With a cover story on Roberta Gambarini and pieces on Mary Stallings and Helen Merrill, this issue was initially planned with a theme of jazz vocals. But I see the true theme as a deeper one that resonates for all of us, not just the musicians covered in these pages: hard work. No, not the title of the John Handy crossover hit from 1976, but rather the ethos of staying focused on the job at hand, no matter what the initial feedback or circumstances.

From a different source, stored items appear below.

//! Single-month analysis and month-over-month totals

use std::collections::BTreeMap;

use chrono::NaiveDate;
use tracing::debug;

use crate::columns::{ColumnLayout, Field};
use crate::delta::category_counts;
use crate::error::Result;
use crate::models::{
    CategoryShare, CategoryStat, CrossTab, DailyCount, DateRange, MonthSummary, Table,
    TotalComparison, Value,
};

/// Rows and columns kept in the module x category cross-tab
pub const CROSS_TAB_LIMIT: usize = 10;

fn shares(stat: &CategoryStat, total: usize) -> Vec<CategoryShare> {
    stat.ranked()
        .into_iter()
        .map(|(category, count)| CategoryShare {
            category,
            count,
            percentage: if total > 0 {
                count as f64 / total as f64 * 100.0
            } else {
                0.0
            },
        })
        .collect()
}

fn cross_tab(
    table: &Table,
    layout: &ColumnLayout,
    modules: &[CategoryShare],
    categories: &[CategoryShare],
) -> CrossTab {
    let rows: Vec<Value> = modules
        .iter()
        .take(CROSS_TAB_LIMIT)
        .map(|s| s.category.clone())
        .collect();
    let columns: Vec<Value> = categories
        .iter()
        .take(CROSS_TAB_LIMIT)
        .map(|s| s.category.clone())
        .collect();

    let mut counts = vec![vec![0usize; columns.len()]; rows.len()];
    for record in &table.records {
        let module = layout.value(record, Field::Module);
        let category = layout.value(record, Field::Category);
        let r = rows.iter().position(|v| v == module);
        let c = columns.iter().position(|v| v == category);
        if let (Some(r), Some(c)) = (r, c) {
            counts[r][c] += 1;
        }
    }

    CrossTab {
        rows,
        columns,
        counts,
    }
}

/// Summarize one month's records.
///
/// Category and module columns are required; event dates that cannot be
/// read are counted in `skipped_dates` and left out of the date statistics.
pub fn summarize_month(table: &Table, layout: &ColumnLayout) -> Result<MonthSummary> {
    layout.require(table, "summary", &[Field::Category, Field::Module])?;

    let mut daily: BTreeMap<NaiveDate, usize> = BTreeMap::new();
    let mut skipped_dates = 0;
    for record in &table.records {
        match layout.value(record, Field::EventDate).as_date() {
            Some(date) => *daily.entry(date).or_default() += 1,
            None => skipped_dates += 1,
        }
    }

    let date_range = match (daily.keys().next(), daily.keys().next_back()) {
        (Some(from), Some(to)) => Some(DateRange {
            from: *from,
            to: *to,
        }),
        _ => None,
    };

    let total = table.len();
    let categories = shares(&category_counts(table, layout.category), total);
    let module_stat = category_counts(table, layout.module);
    let distinct_modules = module_stat
        .counts
        .iter()
        .filter(|(module, _)| !module.is_null())
        .count();
    let modules = shares(&module_stat, total);
    let cross_tab = cross_tab(table, layout, &modules, &categories);

    debug!(
        rows = total,
        categories = categories.len(),
        distinct_modules,
        skipped_dates,
        "Summarized month"
    );

    Ok(MonthSummary {
        month: None,
        row_count: total,
        date_range,
        daily_counts: daily
            .into_iter()
            .map(|(date, count)| DailyCount { date, count })
            .collect(),
        categories,
        modules,
        distinct_modules,
        cross_tab,
        skipped_dates,
    })
}

/// Row-count change between two tables; the percentage is 0 when `before` is empty
pub fn compare_totals(before: &Table, after: &Table) -> TotalComparison {
    let b = before.len();
    let a = after.len();
    TotalComparison {
        before: b,
        after: a,
        delta: a as i64 - b as i64,
        change_percent: if b > 0 {
            (a as f64 - b as f64) / b as f64 * 100.0
        } else {
            0.0
        },
    }
}
//! Analysis session
//!
//! A `Session` owns the loaded table and its month partition. Loading a new
//! table replaces both; every analysis reads from the current partition.

use std::collections::HashSet;

use tracing::{info, warn};

use crate::columns::Field;
use crate::config::AnalysisConfig;
use crate::delta;
use crate::error::{Error, Result};
use crate::models::{
    GrowthReport, MonthComparison, MonthInfo, MonthKey, MonthOverview, MonthSummary, Table, Value,
};
use crate::partition::{self, Partition};
use crate::summary;

pub struct Session {
    config: AnalysisConfig,
    table: Option<Table>,
    partition: Partition,
}

impl Session {
    pub fn new(config: AnalysisConfig) -> Self {
        Self {
            config,
            table: None,
            partition: Partition::default(),
        }
    }

    pub fn config(&self) -> &AnalysisConfig {
        &self.config
    }

    /// Replace the loaded table and recompute its partition.
    ///
    /// A table too narrow to hold the period column is analysed as a single
    /// month instead of failing the load.
    pub fn load(&mut self, table: Table) -> &Partition {
        let partition = match partition::partition(&table, self.config.columns.period) {
            Ok(p) => p,
            Err(e) => {
                warn!("{}; treating the whole table as one month", e);
                Partition::whole_table(&table)
            }
        };
        info!(
            rows = table.len(),
            months = partition.buckets.len(),
            "Loaded table"
        );
        self.table = Some(table);
        self.partition = partition;
        &self.partition
    }

    pub fn table(&self) -> Option<&Table> {
        self.table.as_ref()
    }

    pub fn partition(&self) -> &Partition {
        &self.partition
    }

    /// Month keys in ascending order
    pub fn months(&self) -> Vec<MonthKey> {
        self.partition.buckets.keys()
    }

    pub fn month(&self, key: MonthKey) -> Result<&Table> {
        self.ensure_loaded()?;
        self.partition
            .buckets
            .get(key)
            .ok_or(Error::MonthNotFound(key))
    }

    fn ensure_loaded(&self) -> Result<&Table> {
        self.table
            .as_ref()
            .ok_or_else(|| Error::EmptyInput("no data has been loaded".into()))
    }

    fn month_pair(&self, before: MonthKey, after: MonthKey) -> Result<(&Table, &Table)> {
        if before == after {
            return Err(Error::InvalidRequest(format!(
                "cannot compare month {} with itself",
                before
            )));
        }
        Ok((self.month(before)?, self.month(after)?))
    }

    /// Row count and distinct module count of each month
    pub fn month_overview(&self) -> Result<MonthOverview> {
        let table = self.ensure_loaded()?;
        let module_index = self.config.columns.module;

        let months = self
            .partition
            .buckets
            .iter()
            .map(|(month, records)| {
                let distinct: HashSet<&Value> = records
                    .column(module_index)
                    .filter(|v| !v.is_null())
                    .collect();
                MonthInfo {
                    month,
                    row_count: records.len(),
                    distinct_modules: distinct.len(),
                }
            })
            .collect();

        Ok(MonthOverview {
            total_rows: table.len(),
            months,
            dropped: self.partition.dropped,
            synthesis: self.partition.synthesis,
        })
    }

    pub fn summarize_month(&self, key: MonthKey) -> Result<MonthSummary> {
        let table = self.month(key)?;
        let mut summary = summary::summarize_month(table, &self.config.columns)?;
        summary.month = Some(key);
        Ok(summary)
    }

    /// Totals, category deltas and module deltas between two months
    pub fn compare_months(&self, before: MonthKey, after: MonthKey) -> Result<MonthComparison> {
        let (b, a) = self.month_pair(before, after)?;
        let columns = &self.config.columns;
        columns.require(b, "compare", &[Field::Category, Field::Module])?;
        columns.require(a, "compare", &[Field::Category, Field::Module])?;

        Ok(MonthComparison {
            before_month: before,
            after_month: after,
            totals: summary::compare_totals(b, a),
            categories: delta::compare(b, a, columns.category)?,
            modules: delta::compare(b, a, columns.module)?,
        })
    }

    /// Fastest-growing categories with their daily and weekly trends.
    ///
    /// `top_n` falls back to the configured `top_k`.
    pub fn analyze_growth(
        &self,
        before: MonthKey,
        after: MonthKey,
        top_n: Option<usize>,
    ) -> Result<GrowthReport> {
        let (b, a) = self.month_pair(before, after)?;
        let columns = &self.config.columns;

        let ranked = delta::compare(b, a, columns.category)?;
        let top = delta::top_k(&ranked, top_n.unwrap_or(self.config.top_k)).to_vec();
        let categories: Vec<Value> = top.iter().map(|r| r.category.clone()).collect();

        let daily = delta::daily_series(&categories, b, a, columns.category, columns.event_date)?;
        let weekly = if self.config.weekly {
            Some(delta::weekly_delta_percent(
                &categories,
                b,
                a,
                columns.category,
                columns.event_date,
            )?)
        } else {
            None
        };

        Ok(GrowthReport {
            before_month: before,
            after_month: after,
            top,
            daily,
            weekly,
        })
    }
}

In our present economic situation, everyone who is fortunate enough to still have a job seems to be working harder than ever at it. Indeed, this magazine is saturated with elbow grease, from 2011 NEA Jazz Master Dave Liebman, who’s always been one of the hardest-working musicians in the jazz community, to Antonio Sanchez, who traveled to Berklee from Mexico City with nothing but his drums and drive, later becoming a rhythmic muse to Pat Metheny and Gary Burton as well as an imposing composer and bandleader.
So many of this issue’s subjects have experienced the music industry’s trials and travails. Italian-born singer Roberta Gambarini, who learned her trade by working under American jazz masters, tells Christopher Loudon about how she was once a struggling young artist in Milan with little more than her parents’ support as inspiration. Gambarini also relays how she tried endlessly to get a record contract before deciding to form her own label. (Her first Stateside effort earned a Grammy nom.) None of the subjects in this issue lived on Easy Street, it seems.
Nat Hentoff knows all about hard work. The longtime chronicler of stories in the jazz community, and a contributor to this magazine since 1998, is moving on from JT, but he’s not retiring. As Hentoff recently told me in an interview I did with him for JazzTimes.com, “I’m going to retire right here at the typewriter.” A senior fellow with the libertarian Cato Institute, Hentoff will continue to write about jazz for the Wall Street Journal and about all things Hentoff-like for the Village Voice. In more than 120 columns for this magazine, he’s written about everything from pre-teen musicians to octogenarian jazz masters like Clark Terry and Jimmy Heath, along with numerous pieces on his favorite topic, the Jazz Foundation of America. He had complete autonomy in his choice of subjects and occasionally covered social or political issues, such as music used as an instrument of military torture, human rights in Cuba and the role of the FBI in monitoring politically active jazz figures.
In his last column for the magazine, Hentoff wrote about 20-year-old guitarist Armand Hirsch. We edited out a sentence in that piece about how jazz will live on, “unless, as is possible, human beings are blown off the face of the earth as more and more nations, taking our growing example, develop pilotless drone planes and other instruments of robotic warfare.” We felt that it was entirely tangential to the subject of an emerging young artist, and Hentoff said he could no longer contribute to the magazine, calling the cut censorship rather than good old-fashioned editing. Nonetheless, we are grateful for his contributions over the last dozen years and wish him well.
[Editor’s Note: Nat Hentoff has since reconsidered and has resumed contributing his Final Chorus column to JazzTimes.]